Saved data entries
======

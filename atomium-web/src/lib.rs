/// Atomium Web - WASM bindings for the page background
///
/// The page owns the WebGL renderer and the `requestAnimationFrame` loop;
/// this module owns the scene. Each frame the page calls `tick()`, re-arms
/// only while it returns `true`, and reads matrices and geometry back as
/// `Float32Array`s.

use atomium_core::{AtomiumConfig, FrameLoop, ResizeOutcome, SceneContext};
use wasm_bindgen::prelude::*;

pub mod buffers;
pub mod share;

pub use share::share_page;

#[wasm_bindgen]
pub struct AtomiumBackground {
    scene: SceneContext,
    frames: FrameLoop,
}

#[wasm_bindgen]
impl AtomiumBackground {
    /// Build the named preset (`landmark`, `lattice`, `spin`, `pointer`)
    #[wasm_bindgen(constructor)]
    pub fn new(preset: &str, width: u32, height: u32) -> Result<AtomiumBackground, JsValue> {
        let config = AtomiumConfig::preset(preset)
            .ok_or_else(|| JsValue::from_str(&format!("unknown preset: {preset}")))?;
        let scene = SceneContext::new(config, width, height).map_err(|e| JsValue::from_str(&e.to_string()))?;

        Ok(AtomiumBackground {
            scene,
            frames: FrameLoop::new(),
        })
    }

    /// Advance one frame. Returns whether the page should request another.
    pub fn tick(&mut self) -> bool {
        self.frames.step(&mut self.scene)
    }

    /// Stop the loop; the next `tick` returns `false`
    pub fn stop(&mut self) {
        self.frames.stop();
    }

    pub fn resume(&mut self) {
        self.frames.resume();
    }

    #[wasm_bindgen(getter)]
    pub fn running(&self) -> bool {
        self.frames.is_running()
    }

    #[wasm_bindgen(getter)]
    pub fn ticks(&self) -> f64 {
        self.frames.ticks() as f64
    }

    /// Returns `true` when the projection changed and the canvas must be resized
    pub fn resize(&mut self, width: u32, height: u32) -> bool {
        matches!(self.scene.resize(width, height), ResizeOutcome::Resized { .. })
    }

    #[wasm_bindgen(getter)]
    pub fn aspect(&self) -> f32 {
        self.scene.camera().aspect
    }

    pub fn pointer_down(&mut self, x: f32, y: f32) {
        self.scene.pointer_down(x, y);
    }

    pub fn pointer_move(&mut self, x: f32, y: f32) {
        self.scene.pointer_move(x, y);
    }

    pub fn pointer_up(&mut self) {
        self.scene.pointer_up();
    }

    pub fn wheel(&mut self, delta_y: f32) {
        self.scene.wheel(delta_y);
    }

    /// Column-major transform of the whole lattice group
    pub fn group_matrix(&self) -> Vec<f32> {
        buffers::matrix(&self.scene.pose().matrix())
    }

    pub fn view_matrix(&self) -> Vec<f32> {
        buffers::matrix(&self.scene.camera().view_matrix())
    }

    pub fn projection_matrix(&self) -> Vec<f32> {
        buffers::matrix(&self.scene.camera().projection_matrix())
    }

    /// `x, y, z` per placement
    pub fn placement_offsets(&self) -> Vec<f32> {
        buffers::placement_offsets(self.scene.lattice())
    }

    /// `x, y, z, radius` per sphere of the unit
    pub fn spheres(&self) -> Vec<f32> {
        buffers::spheres(self.scene.unit())
    }

    /// `start xyz, end xyz, radius` per tube of the unit
    pub fn tubes(&self) -> Vec<f32> {
        buffers::tubes(self.scene.unit())
    }

    /// Interleaved `position xyz, normal xyz` of the tessellated unit
    pub fn unit_mesh(&self) -> Vec<f32> {
        buffers::mesh(self.scene.unit_mesh())
    }

    #[wasm_bindgen(getter)]
    pub fn color(&self) -> u32 {
        self.scene.appearance().get().color.to_hex()
    }

    /// Recolor every primitive at once
    #[wasm_bindgen(setter)]
    pub fn set_color(&mut self, hex: u32) {
        self.scene
            .appearance()
            .set_color(atomium_core::Color::from_hex(hex));
    }

    #[wasm_bindgen(getter)]
    pub fn metalness(&self) -> f32 {
        self.scene.appearance().get().metalness
    }

    #[wasm_bindgen(getter)]
    pub fn roughness(&self) -> f32 {
        self.scene.appearance().get().roughness
    }
}

#[wasm_bindgen(start)]
pub fn main() -> Result<(), JsValue> {
    // Setup panic hook for better error messages in browser console
    console_error_panic_hook::set_once();

    Ok(())
}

======

## WHAT NEEDS TO BE DONE
Copy every line in the data above that has the string "ticks" in it.

## WRITTEN ANSWER
    pub fn ticks(&self) -> f64 {
        self.frames.ticks() as f64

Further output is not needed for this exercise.